I’m a civil and environmental engineer who has studied the detrimental effects of proof-of-work cryptomining, which Bitcoin uses. Even though the “mining” happens digitally, the impacts are very tangible. Powerful computers and cooling devices whir 24/7, competing to find the answer to a complex puzzle. The first miner to solve the puzzle “mines” a Bitcoin, meaning the more machines running at once, the faster the puzzle is solved. It’s confusing, but we don’t need to get bogged down in the nitty gritty of how it works. Because what’s not confusing is the fact that globally, proof-of-work cryptomining now uses the same amount of power as the entire country of Argentina. While governments should be doing everything they can to reduce greenhouse gas emissions and beat back climate change, New York is shepherding in an industry adding an entire country’s worth of greenhouse gas emissions to the atmosphere. We’re host to 20% of all Bitcoin mining in the U.S. — the most of any state.

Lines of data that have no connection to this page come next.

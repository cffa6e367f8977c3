use anyhow::Context;
use rusqlite::Connection;
use std::path::{Path, PathBuf};

pub const DB_FILE_NAME: &str = "roster.sqlite3";

pub fn db_path(workspace: &Path) -> PathBuf {
    workspace.join(DB_FILE_NAME)
}

pub fn open_db(workspace: &Path) -> anyhow::Result<Connection> {
    std::fs::create_dir_all(workspace).with_context(|| {
        format!(
            "failed to create workspace {}",
            workspace.to_string_lossy()
        )
    })?;
    let conn = Connection::open(db_path(workspace))?;
    conn.execute("PRAGMA foreign_keys = ON", [])?;

    conn.execute(
        "CREATE TABLE IF NOT EXISTS students(
            id TEXT PRIMARY KEY,
            name TEXT NOT NULL
        )",
        [],
    )?;

    conn.execute(
        "CREATE TABLE IF NOT EXISTS courses(
            id TEXT PRIMARY KEY,
            course_name TEXT NOT NULL,
            instructor_name TEXT NOT NULL
        )",
        [],
    )?;

    conn.execute(
        "CREATE TABLE IF NOT EXISTS assignments(
            id TEXT PRIMARY KEY,
            name TEXT NOT NULL
        )",
        [],
    )?;

    conn.execute(
        "CREATE TABLE IF NOT EXISTS enrollments(
            id TEXT PRIMARY KEY,
            student_id TEXT NOT NULL,
            course_id TEXT NOT NULL,
            term TEXT NOT NULL,
            FOREIGN KEY(student_id) REFERENCES students(id),
            FOREIGN KEY(course_id) REFERENCES courses(id),
            UNIQUE(student_id, course_id, term)
        )",
        [],
    )?;
    conn.execute(
        "CREATE INDEX IF NOT EXISTS idx_enrollments_term_course ON enrollments(term, course_id)",
        [],
    )?;
    conn.execute(
        "CREATE INDEX IF NOT EXISTS idx_enrollments_student ON enrollments(student_id)",
        [],
    )?;

    // Flattened enrollment rows for the term/course/student dropdowns.
    conn.execute(
        "CREATE VIEW IF NOT EXISTS enrollment_view AS
         SELECT
           e.id AS id,
           e.term AS term,
           e.course_id AS course_id,
           c.course_name AS course_name,
           e.student_id AS student_id,
           s.name AS student_name
         FROM enrollments e
         JOIN courses c ON c.id = e.course_id
         JOIN students s ON s.id = e.student_id",
        [],
    )?;

    conn.execute(
        "CREATE TABLE IF NOT EXISTS attendance(
            enrollment_id TEXT NOT NULL,
            date TEXT NOT NULL,
            PRIMARY KEY(enrollment_id, date),
            FOREIGN KEY(enrollment_id) REFERENCES enrollments(id)
        )",
        [],
    )?;
    conn.execute(
        "CREATE INDEX IF NOT EXISTS idx_attendance_date ON attendance(date)",
        [],
    )?;

    conn.execute(
        "CREATE TABLE IF NOT EXISTS grades(
            assignment_id TEXT NOT NULL,
            enrollment_id TEXT NOT NULL,
            score INTEGER,
            PRIMARY KEY(assignment_id, enrollment_id),
            FOREIGN KEY(assignment_id) REFERENCES assignments(id),
            FOREIGN KEY(enrollment_id) REFERENCES enrollments(id)
        )",
        [],
    )?;
    conn.execute(
        "CREATE INDEX IF NOT EXISTS idx_grades_enrollment ON grades(enrollment_id)",
        [],
    )?;

    Ok(conn)
}
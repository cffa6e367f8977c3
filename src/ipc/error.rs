use serde_json::json;

pub fn ok(id: &str, result: serde_json::Value) -> serde_json::Value {
    json!({
        "id": id,
        "ok": true,
        "result": result
    })
}

pub fn err(
    id: &str,
    code: &str,
    message: impl Into<String>,
    details: Option<serde_json::Value>,
) -> serde_json::Value {
    let mut error = json!({
        "code": code,
        "message": message.into(),
    });
    if let Some(d) = details {
        error["details"] = d;
    }
    json!({
        "id": id,
        "ok": false,
        "error": error,
    })
}

/// Reply for a line that never parsed into a request, so there is no id to echo.
pub fn bad_json(message: &str) -> serde_json::Value {
    json!({
        "ok": false,
        "error": {
            "code": "bad_json",
            "message": message,
        }
    })
}
mod error;
mod handlers;
mod helpers;
mod router;
mod types;

pub use error::bad_json;
pub use router::handle_request;
pub use types::{AppState, Request};
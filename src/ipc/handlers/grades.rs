use crate::ipc::handlers::enrollment::list_roster;
use crate::ipc::helpers::{
    get_id_list, get_required_str, placeholders, query_failed, row_exists, table_failed,
    text_values, with_conn, HandlerErr,
};
use crate::ipc::types::{AppState, Request};
use rusqlite::{params_from_iter, Connection};
use serde_json::json;
use std::collections::HashMap;

fn parse_score(params: &serde_json::Value) -> Result<Option<i64>, HandlerErr> {
    match params.get("score") {
        None | Some(serde_json::Value::Null) => Ok(None),
        Some(v) => v
            .as_i64()
            .map(Some)
            .ok_or_else(|| HandlerErr::bad_params("score must be an integer or null")),
    }
}

fn grades_list(
    conn: &Connection,
    params: &serde_json::Value,
) -> Result<serde_json::Value, HandlerErr> {
    let assignment_id = get_required_str(params, "assignmentId")?;
    let term = get_required_str(params, "term")?;
    let course_id = get_required_str(params, "courseId")?;
    if !row_exists(conn, "assignments", &assignment_id)? {
        return Err(HandlerErr::not_found("assignment not found"));
    }

    let roster = list_roster(conn, &term, &course_id)?;

    let mut stmt = conn
        .prepare("SELECT enrollment_id, score FROM grades WHERE assignment_id = ?")
        .map_err(query_failed)?;
    let scores: HashMap<String, Option<i64>> = stmt
        .query_map([&assignment_id], |r| {
            Ok((r.get::<_, String>(0)?, r.get::<_, Option<i64>>(1)?))
        })
        .and_then(|it| it.collect::<Result<HashMap<_, _>, _>>())
        .map_err(query_failed)?;

    let rows: Vec<serde_json::Value> = roster
        .iter()
        .map(|r| {
            json!({
                "enrollmentId": r.enrollment_id,
                "studentId": r.student_id,
                "studentName": r.student_name,
                "score": scores.get(&r.enrollment_id).copied().flatten(),
                "graded": scores.contains_key(&r.enrollment_id),
            })
        })
        .collect();

    Ok(json!({ "assignmentId": assignment_id, "rows": rows }))
}

fn grades_set(
    conn: &Connection,
    params: &serde_json::Value,
) -> Result<serde_json::Value, HandlerErr> {
    let assignment_id = get_required_str(params, "assignmentId")?;
    let enrollment_id = get_required_str(params, "enrollmentId")?;
    let score = parse_score(params)?;

    if !row_exists(conn, "assignments", &assignment_id)? {
        return Err(HandlerErr::not_found("assignment not found"));
    }
    if !row_exists(conn, "enrollments", &enrollment_id)? {
        return Err(HandlerErr::not_found("enrollment not found"));
    }

    conn.execute(
        "INSERT INTO grades(assignment_id, enrollment_id, score)
         VALUES(?, ?, ?)
         ON CONFLICT(assignment_id, enrollment_id) DO UPDATE SET
           score = excluded.score",
        (&assignment_id, &enrollment_id, score),
    )
    .map_err(table_failed("db_update_failed", "grades"))?;

    Ok(json!({ "ok": true }))
}

fn grades_delete(
    conn: &Connection,
    params: &serde_json::Value,
) -> Result<serde_json::Value, HandlerErr> {
    let assignment_id = get_required_str(params, "assignmentId")?;
    let ids = get_id_list(params, "enrollmentIds")?;
    if ids.is_empty() {
        return Ok(json!({ "deleted": 0 }));
    }
    let deleted = conn
        .execute(
            &format!(
                "DELETE FROM grades WHERE assignment_id = ? AND enrollment_id IN ({})",
                placeholders(ids.len())
            ),
            params_from_iter(text_values(&[assignment_id.as_str()], ids.iter())),
        )
        .map_err(table_failed("db_delete_failed", "grades"))?;
    Ok(json!({ "deleted": deleted }))
}

pub fn try_handle(state: &mut AppState, req: &Request) -> Option<serde_json::Value> {
    match req.method.as_str() {
        "grades.list" => Some(with_conn(state, req, grades_list)),
        "grades.set" => Some(with_conn(state, req, grades_set)),
        "grades.delete" => Some(with_conn(state, req, grades_delete)),
        _ => None,
    }
}
//! Robot reply codec
//!
//! Robots answer the dispatcher over plain HTTP. This module turns a
//! `(status, body)` pair into either the robot's JSON result or a typed
//! error, following the robot surface contract:
//! ```text
//! 200 executed | 403 auth failed | 422 schema error | 500 internal error | 501 not implemented
//! ```

use serde_json::Value;
use thiserror::Error;

use crate::{ErrorBody, PingResponse};

/// Maximum reply size accepted from a robot (1 MB)
pub const MAX_REPLY_SIZE: usize = 1024 * 1024;

/// Longest error detail kept from a robot reply
const MAX_DETAIL_LEN: usize = 256;

/// Status codes defined by the robot surface
#[derive(Debug, Clone, Copy, PartialEq, Eq)]
pub enum RobotStatus {
    Executed,
    AuthFailed,
    SchemaError,
    InternalError,
    NotImplemented,
    Unexpected(u16),
}

impl RobotStatus {
    pub fn from_code(code: u16) -> Self {
        match code {
            200 => RobotStatus::Executed,
            403 => RobotStatus::AuthFailed,
            422 => RobotStatus::SchemaError,
            500 => RobotStatus::InternalError,
            501 => RobotStatus::NotImplemented,
            other => RobotStatus::Unexpected(other),
        }
    }

    pub fn code(&self) -> u16 {
        match self {
            RobotStatus::Executed => 200,
            RobotStatus::AuthFailed => 403,
            RobotStatus::SchemaError => 422,
            RobotStatus::InternalError => 500,
            RobotStatus::NotImplemented => 501,
            RobotStatus::Unexpected(code) => *code,
        }
    }
}

/// Errors decoded from a robot reply
#[derive(Error, Debug, Clone, PartialEq)]
pub enum CodecError {
    #[error("Robot rejected command auth")]
    AuthFailed,

    #[error("Robot rejected command schema: {0}")]
    SchemaError(String),

    #[error("Robot internal error: {0}")]
    InternalError(String),

    #[error("Robot does not implement command: {0}")]
    NotImplemented(String),

    #[error("Unexpected robot status {status}: {detail}")]
    UnexpectedStatus { status: u16, detail: String },

    #[error("Invalid ping reply: {0}")]
    InvalidPing(String),

    #[error("Reply too large: {0} bytes (max: {MAX_REPLY_SIZE})")]
    ReplyTooLarge(usize),
}

/// Decode the reply to `POST /robot/control`
///
/// A successful reply is passed through as JSON. An empty body decodes to
/// `null` and a non-JSON body to a JSON string.
pub fn decode_control_reply(status: u16, body: &[u8]) -> Result<Value, CodecError> {
    if body.len() > MAX_REPLY_SIZE {
        return Err(CodecError::ReplyTooLarge(body.len()));
    }

    match RobotStatus::from_code(status) {
        RobotStatus::Executed => Ok(decode_result(body)),
        RobotStatus::AuthFailed => Err(CodecError::AuthFailed),
        RobotStatus::SchemaError => Err(CodecError::SchemaError(detail(body))),
        RobotStatus::InternalError => Err(CodecError::InternalError(detail(body))),
        RobotStatus::NotImplemented => Err(CodecError::NotImplemented(detail(body))),
        RobotStatus::Unexpected(status) => Err(CodecError::UnexpectedStatus {
            status,
            detail: detail(body),
        }),
    }
}

/// Decode the reply to `GET /robot/ping`; only `200 {"pong": true}` is alive
pub fn decode_ping_reply(status: u16, body: &[u8]) -> Result<(), CodecError> {
    if body.len() > MAX_REPLY_SIZE {
        return Err(CodecError::ReplyTooLarge(body.len()));
    }
    if status != 200 {
        return Err(CodecError::InvalidPing(format!("status {}", status)));
    }

    match serde_json::from_slice::<PingResponse>(body) {
        Ok(PingResponse { pong: true }) => Ok(()),
        Ok(PingResponse { pong: false }) => Err(CodecError::InvalidPing("pong is false".into())),
        Err(e) => Err(CodecError::InvalidPing(e.to_string())),
    }
}

fn decode_result(body: &[u8]) -> Value {
    if body.iter().all(u8::is_ascii_whitespace) {
        return Value::Null;
    }
    serde_json::from_slice(body)
        .unwrap_or_else(|_| Value::String(String::from_utf8_lossy(body).into_owned()))
}

/// Best-effort error detail: `{"error": ..}`, FastAPI-style `{"detail": ..}`, or raw text
fn detail(body: &[u8]) -> String {
    let text = if let Ok(err) = serde_json::from_slice::<ErrorBody>(body) {
        err.error
    } else if let Ok(Value::Object(map)) = serde_json::from_slice::<Value>(body) {
        match map.get("detail") {
            Some(Value::String(s)) => s.clone(),
            Some(other) => other.to_string(),
            None => Value::Object(map).to_string(),
        }
    } else {
        String::from_utf8_lossy(body).trim().to_string()
    };

    text.chars().take(MAX_DETAIL_LEN).collect()
}
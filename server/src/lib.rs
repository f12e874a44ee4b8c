//! Robot Arena Dispatcher
//!
//! Central server every player connects to. It keeps the player registry,
//! decides penalties against each player's bonus counter, and relays
//! commands to player robots while they are not muted.

pub mod bonus;
pub mod clock;
pub mod config;
pub mod error;
pub mod http;
pub mod penalty;
pub mod registry;
pub mod relay;
pub mod robot;
pub mod service;

#[cfg(test)]
mod testing;

pub use error::{DispatchError, Result};
pub use service::Dispatcher;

Perhaps the worst culprit — and the test case for the cryptomining industry in New York — is Greenidge Generation, located on the shores of Seneca Lake. Greenidge is a power plant originally re-permitted to burn fracked gas and produce power for the grid in times of high demand, like during the summer when many New Yorkers are running our air conditioners. But only operating sometimes isn’t the most profitable, especially for a power plant that is now owned by a private equity firm. So Greenidge changed its business plan — after receiving an air emissions permit — and now emits greenhouse gases 24/7/365 to power its nearly 20,000 energy-intensive Bitcoin mining machines, with even more machines being installed. The greenhouse gases it emits are equivalent to those of at least 78,000 of its neighbors and their businesses combined — or three-quarters of Tompkins County.
That’s 78,000 everyday New Yorkers who have to completely upend our routines and go zero-emissions if we want to stay on track to meet CLCPA emission reductions goals, thanks to Greenidge. All for a facility that has brought a whopping 48 jobs to its region — equivalent to your average McDonald’s. Meanwhile, the air, water, and noise pollution caused by Greenidge is a major threat to the local $3 billion, 60,000-job agritourism economy.

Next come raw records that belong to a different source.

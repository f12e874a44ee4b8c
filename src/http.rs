//! Robot API surface: `/robot/ping` and `/robot/control`

use crate::command::CommandExecutor;
use arena_shared::{Command, ErrorBody, PingResponse};
use axum::{
    extract::{rejection::JsonRejection, State},
    http::StatusCode,
    response::{IntoResponse, Response},
    routing::{get, post},
    Json, Router,
};
use std::sync::Arc;
use tower_http::trace::TraceLayer;

pub fn create_router(executor: Arc<CommandExecutor>) -> Router {
    Router::new()
        .route("/robot/ping", get(ping))
        .route("/robot/control", post(control))
        .layer(TraceLayer::new_for_http())
        .with_state(executor)
}

async fn ping() -> Json<PingResponse> {
    Json(PingResponse { pong: true })
}

async fn control(
    State(executor): State<Arc<CommandExecutor>>,
    body: Result<Json<Command>, JsonRejection>,
) -> Response {
    let command = match body {
        Ok(Json(command)) => command,
        Err(rejection) => {
            return (
                StatusCode::UNPROCESSABLE_ENTITY,
                Json(ErrorBody::new(rejection.body_text())),
            )
                .into_response();
        }
    };

    let execution = executor.execute(&command).await;
    let status = StatusCode::from_u16(execution.status.code()).unwrap_or(StatusCode::INTERNAL_SERVER_ERROR);
    (status, Json(execution.body)).into_response()
}
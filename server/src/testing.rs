//! In-process robot double for unit tests

use crate::robot::{RobotClient, RobotError};
use arena_shared::codec;
use arena_shared::{Command, RobotEndpoint};
use async_trait::async_trait;
use serde_json::{json, Value};
use std::sync::atomic::{AtomicBool, AtomicU16, AtomicU64, AtomicUsize, Ordering};
use std::sync::Arc;
use std::time::Duration;

/// Robot that counts calls and answers with a configurable status
pub(crate) struct MockRobot {
    reachable: AtomicBool,
    control_status: AtomicU16,
    ping_delay_ms: AtomicU64,
    pings: AtomicUsize,
    controls: AtomicUsize,
}

impl MockRobot {
    pub(crate) fn reachable() -> Arc<Self> {
        Arc::new(Self {
            reachable: AtomicBool::new(true),
            control_status: AtomicU16::new(200),
            ping_delay_ms: AtomicU64::new(0),
            pings: AtomicUsize::new(0),
            controls: AtomicUsize::new(0),
        })
    }

    pub(crate) fn unreachable() -> Arc<Self> {
        let robot = Self::reachable();
        robot.set_reachable(false);
        robot
    }

    pub(crate) fn set_reachable(&self, reachable: bool) {
        self.reachable.store(reachable, Ordering::SeqCst);
    }

    pub(crate) fn set_control_status(&self, status: u16) {
        self.control_status.store(status, Ordering::SeqCst);
    }

    /// Hold every ping for `delay` before answering
    pub(crate) fn set_ping_delay(&self, delay: Duration) {
        self.ping_delay_ms.store(delay.as_millis() as u64, Ordering::SeqCst);
    }

    pub(crate) fn pings(&self) -> usize {
        self.pings.load(Ordering::SeqCst)
    }

    pub(crate) fn controls(&self) -> usize {
        self.controls.load(Ordering::SeqCst)
    }
}

#[async_trait]
impl RobotClient for MockRobot {
    async fn ping(&self, _endpoint: &RobotEndpoint) -> Result<(), RobotError> {
        self.pings.fetch_add(1, Ordering::SeqCst);
        let delay_ms = self.ping_delay_ms.load(Ordering::SeqCst);
        if delay_ms > 0 {
            tokio::time::sleep(Duration::from_millis(delay_ms)).await;
        }
        if !self.reachable.load(Ordering::SeqCst) {
            return Err(RobotError::Transport("connection refused".into()));
        }
        Ok(())
    }

    async fn control(&self, _endpoint: &RobotEndpoint, command: &Command) -> Result<Value, RobotError> {
        self.controls.fetch_add(1, Ordering::SeqCst);
        if !self.reachable.load(Ordering::SeqCst) {
            return Err(RobotError::Transport("connection refused".into()));
        }

        let status = self.control_status.load(Ordering::SeqCst);
        if status == 200 {
            return Ok(json!({"executed": command.payload}));
        }
        Ok(codec::decode_control_reply(status, b"mock failure")?)
    }

    fn name(&self) -> &'static str {
        "mock"
    }
}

Greenidge’s air permits are currently up for renewal by the state, and the deadline to make a decision has already been extended five additional months, to the climate’s detriment. Hochul and the Department of Environmental Conservation must follow the science, protect the CLCPA from climate-killing cryptomining, and deny Greenidge’s permits, especially because this decision is about more than just one plant. If Greenidge is given the greenlight, it’s a signal to more outside speculators that New York’s closed and underutilized fossil fuel-powered plants are up for grabs to take us farther backward in our fight against climate change, just to make a few rich people richer with speculative “money.”
Many have suggested using renewable energy as a solution to this problem, but it’s not. The Coinmint plant in Massena, New York, is powered by enough green, baseload hydroelectricity sourced from the public grid to power 14,000 homes. Instead of this green power being used to reduce New York’s dependence on fossil fuels, we’re squandering it on fake money.
Thankfully, the state Assembly recognized the cryptomining threat and just passed a two-year moratorium on new and renewed permits for facilities like Greenidge. Now, it’s up to the Senate to pass this bill. But even when they do, it will be too late to impact Greenidge’s fate.
So it’s up to Hochul and the Department of Environmental Conservation to be the leaders on climate they claim to be. They must follow the science, deny Greenidge’s permits, and support a cryptomining moratorium. Our climate law — and the climate itself — is at stake.